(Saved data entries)

= Beginning of Section =

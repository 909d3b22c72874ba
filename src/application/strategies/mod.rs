mod mean_reversion;
mod strategy_executor;
mod traits;
mod trend_following;

pub use mean_reversion::MeanReversionStrategy;
pub use strategy_executor::StrategyExecutor;
pub use traits::{AnalysisContext, Signal, TradingStrategy};
pub use trend_following::TrendFollowingStrategy;
use crate::domain::audit::TradeAction;
use crate::domain::errors::CycleError;
use crate::domain::market::indicators::TechnicalIndicators;
use crate::domain::market::market_regime::RegimeClassification;
use crate::domain::risk::risk_engine::RiskDecision;
use crate::domain::risk::volatility_guard::VolatilityGuardStatus;
use crate::domain::trading::signal::TradeSignal;
use crate::domain::trading::trading_pair::TradingPair;
use crate::domain::trading::types::OrderSide;
use rust_decimal::Decimal;
use serde::Serialize;
use std::fmt;

/// Sub-phases of one symbol cycle, in execution order
#[derive(Debug, Clone, Copy, PartialEq, Eq, PartialOrd, Ord, Serialize)]
#[serde(rename_all = "SCREAMING_SNAKE_CASE")]
pub enum CyclePhase {
    Fetch,
    Classify,
    RiskCheck,
    Signal,
    Gate,
    Execute,
    Log,
}

impl fmt::Display for CyclePhase {
    fn fmt(&self, f: &mut fmt::Formatter<'_>) -> fmt::Result {
        let name = match self {
            CyclePhase::Fetch => "FETCH",
            CyclePhase::Classify => "CLASSIFY",
            CyclePhase::RiskCheck => "RISK_CHECK",
            CyclePhase::Signal => "SIGNAL",
            CyclePhase::Gate => "GATE",
            CyclePhase::Execute => "EXECUTE",
            CyclePhase::Log => "LOG",
        };
        f.write_str(name)
    }
}

/// A failed symbol cycle. Other symbols are unaffected.
#[derive(Debug, Clone, PartialEq, Serialize)]
pub struct SymbolError {
    pub symbol: TradingPair,
    pub phase: CyclePhase,
    #[serde(skip)]
    pub error: CycleError,
    pub message: String,
}

impl SymbolError {
    pub fn new(symbol: TradingPair, phase: CyclePhase, error: impl Into<CycleError>) -> Self {
        let error = error.into();
        Self {
            symbol,
            phase,
            message: error.to_string(),
            error,
        }
    }
}

/// Order the gate let through
#[derive(Debug, Clone, PartialEq, Serialize)]
pub struct PlannedOrder {
    pub action: TradeAction,
    pub side: OrderSide,
    pub size: Decimal,
    pub stop_loss: Option<Decimal>,
    pub take_profit: Option<Decimal>,
}

#[derive(Debug, Clone, PartialEq, Serialize)]
#[serde(tag = "type", rename_all = "snake_case")]
pub enum CycleOutcome {
    /// Deliberately nothing to do
    NoOp { reason: String },
    /// Would have submitted `order`
    DryRun { order: PlannedOrder },
    Submitted { order_id: String, order: PlannedOrder },
}

impl CycleOutcome {
    pub fn label(&self) -> &'static str {
        match self {
            CycleOutcome::NoOp { .. } => "no_op",
            CycleOutcome::DryRun { .. } => "dry_run",
            CycleOutcome::Submitted { .. } => "submitted",
        }
    }

    pub fn order(&self) -> Option<&PlannedOrder> {
        match self {
            CycleOutcome::NoOp { .. } => None,
            CycleOutcome::DryRun { order } | CycleOutcome::Submitted { order, .. } => Some(order),
        }
    }
}

/// Full decision trail for one symbol cycle
#[derive(Debug, Clone, PartialEq, Serialize)]
pub struct CycleDecision {
    pub symbol: TradingPair,
    pub timestamp: i64,
    pub last_price: Decimal,
    pub indicators: TechnicalIndicators,
    pub regime: RegimeClassification,
    pub volatility: VolatilityGuardStatus,
    pub risk: RiskDecision,
    pub signal: TradeSignal,
    /// Risk multiplier after suspension and kill-switch overrides
    pub effective_multiplier: f64,
    /// raw size x base size x effective multiplier, before exchange rounding
    pub final_size: Decimal,
    /// `final_size` rounded down to the pair's size precision
    pub order_size: Decimal,
    pub outcome: CycleOutcome,
}

/// Result of one pass over the configured symbols
#[derive(Debug, Clone, PartialEq, Serialize)]
pub struct CycleReport {
    pub started_at: i64,
    pub finished_at: i64,
    pub decisions: Vec<CycleDecision>,
    pub errors: Vec<SymbolError>,
    /// Symbols whose previous cycle was still in flight
    pub skipped: Vec<TradingPair>,
}

impl CycleReport {
    pub fn decision(&self, symbol: TradingPair) -> Option<&CycleDecision> {
        self.decisions.iter().find(|d| d.symbol == symbol)
    }

    pub fn error(&self, symbol: TradingPair) -> Option<&SymbolError> {
        self.errors.iter().find(|e| e.symbol == symbol)
    }
}
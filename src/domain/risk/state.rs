use serde::{Deserialize, Serialize};

/// Trailing per-symbol risk metrics fed into the risk engine
#[derive(Debug, Clone, Default, PartialEq, Serialize, Deserialize)]
pub struct RiskMetrics {
    /// Drop from the intraday PnL peak, % of day-start equity
    pub recent_drawdown: f64,

    /// Millisecond timestamp of the last submitted order
    pub last_trade_time: Option<i64>,

    /// Today's loss, % of day-start equity (0 when in profit)
    pub daily_loss_percent: f64,

    /// Closed positions in a row with negative PnL
    pub consecutive_losses: usize,
}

= End of Section =

▶ **EXERCISE DETAILS**: For the records above, restate every line word for word.

▶ **TASK RESULT**:
repository 909d3b22c72874ba
filename src/application/strategies/mod.rs
mod mean_reversion;
mod strategy_executor;
mod traits;
mod trend_following;

pub use mean_reversion::MeanReversionStrategy;
pub use strategy_executor::StrategyExecutor;
pub use traits::{AnalysisContext, Signal, TradingStrategy};
pub use trend_following::TrendFollowingStrategy;
use crate::domain::audit::TradeAction;
use crate::domain::errors::CycleError;
use crate::domain::market::indicators::TechnicalIndicators;
use crate::domain::market::market_regime::RegimeClassification;
use crate::domain::risk::risk_engine::RiskDecision;
use crate::domain::risk::volatility_guard::VolatilityGuardStatus;
use crate::domain::trading::signal::TradeSignal;
use crate::domain::trading::trading_pair::TradingPair;
use crate::domain::trading::types::OrderSide;
use rust_decimal::Decimal;
use serde::Serialize;
use std::fmt;

/// Sub-phases of one symbol cycle, in execution order
#[derive(Debug, Clone, Copy, PartialEq, Eq, PartialOrd, Ord, Serialize)]
#[serde(rename_all = "SCREAMING_SNAKE_CASE")]
pub enum CyclePhase {
    Fetch,
    Classify,
    RiskCheck,
    Signal,
    Gate,
    Execute,
    Log,
}

impl fmt::Display for CyclePhase {
    fn fmt(&self, f: &mut fmt::Formatter<'_>) -> fmt::Result {
        let name = match self {
            CyclePhase::Fetch => "FETCH",
            CyclePhase::Classify => "CLASSIFY",
            CyclePhase::RiskCheck => "RISK_CHECK",
            CyclePhase::Signal => "SIGNAL",
            CyclePhase::Gate => "GATE",
            CyclePhase::Execute => "EXECUTE",
            CyclePhase::Log => "LOG",
        };
        f.write_str(name)
    }
}

/// A failed symbol cycle. Other symbols are unaffected.
#[derive(Debug, Clone, PartialEq, Serialize)]
pub struct SymbolError {
    pub symbol: TradingPair,
    pub phase: CyclePhase,
    #[serde(skip)]
    pub error: CycleError,
    pub message: String,
}

impl SymbolError {
    pub fn new(symbol: TradingPair, phase: CyclePhase, error: impl Into<CycleError>) -> Self {
        let error = error.into();
        Self {
            symbol,
            phase,
            message: error.to_string(),
            error,
        }
    }
}

/// Order the gate let through
#[derive(Debug, Clone, PartialEq, Serialize)]
pub struct PlannedOrder {
    pub action: TradeAction,
    pub side: OrderSide,
    pub size: Decimal,
    pub stop_loss: Option<Decimal>,
    pub take_profit: Option<Decimal>,
}

#[derive(Debug, Clone, PartialEq, Serialize)]
#[serde(tag = "type", rename_all = "snake_case")]
pub enum CycleOutcome {
    /// Deliberately nothing to do
    NoOp { reason: String },
    /// Would have submitted `order`
    DryRun { order: PlannedOrder },
    Submitted { order_id: String, order: PlannedOrder },
}

impl CycleOutcome {
    pub fn label(&self) -> &'static str {
        match self {
            CycleOutcome::NoOp { .. } => "no_op",
            CycleOutcome::DryRun { .. } => "dry_run",
            CycleOutcome::Submitted { .. } => "submitted",
        }
    }

    pub fn order(&self) -> Option<&PlannedOrder> {
        match self {
            CycleOutcome::NoOp { .. } => None,
            CycleOutcome::DryRun { order } | CycleOutcome::Submitted { order, .. } => Some(order),
        }
    }
}

/// Full decision trail for one symbol cycle
#[derive(Debug, Clone, PartialEq, Serialize)]
pub struct CycleDecision {
    pub symbol: TradingPair,
    pub timestamp: i64,
    pub last_price: Decimal,
    pub indicators: TechnicalIndicators,
    pub regime: RegimeClassification,
    pub volatility: VolatilityGuardStatus,
    pub risk: RiskDecision,
    pub signal: TradeSignal,
    /// Risk multiplier after suspension and kill-switch overrides
    pub effective_multiplier: f64,
    /// raw size x base size x effective multiplier, before exchange rounding
    pub final_size: Decimal,
    /// `final_size` rounded down to the pair's size precision
    pub order_size: Decimal,
    pub outcome: CycleOutcome,
}

/// Result of one pass over the configured symbols
#[derive(Debug, Clone, PartialEq, Serialize)]
pub struct CycleReport {
    pub started_at: i64,
    pub finished_at: i64,
    pub decisions: Vec<CycleDecision>,
    pub errors: Vec<SymbolError>,
    /// Symbols whose previous cycle was still in flight
    pub skipped: Vec<TradingPair>,
}

impl CycleReport {
    pub fn decision(&self, symbol: TradingPair) -> Option<&CycleDecision> {
        self.decisions.iter().find(|d| d.symbol == symbol)
    }

    pub fn error(&self, symbol: TradingPair) -> Option<&SymbolError> {
        self.errors.iter().find(|e| e.symbol == symbol)
    }
}
filename src/domain/risk/state.rs
use serde::{Deserialize, Serialize};

/// Trailing per-symbol risk metrics fed into the risk engine
#[derive(Debug, Clone, Default, PartialEq, Serialize, Deserialize)]
pub struct RiskMetrics {
    /// Drop from the intraday PnL peak, % of day-start equity
    pub recent_drawdown: f64,

    /// Millisecond timestamp of the last submitted order
    pub last_trade_time: Option<i64>,

    /// Today's loss, % of day-start equity (0 when in profit)
    pub daily_loss_percent: f64,

    /// Closed positions in a row with negative PnL
    pub consecutive_losses: usize,
}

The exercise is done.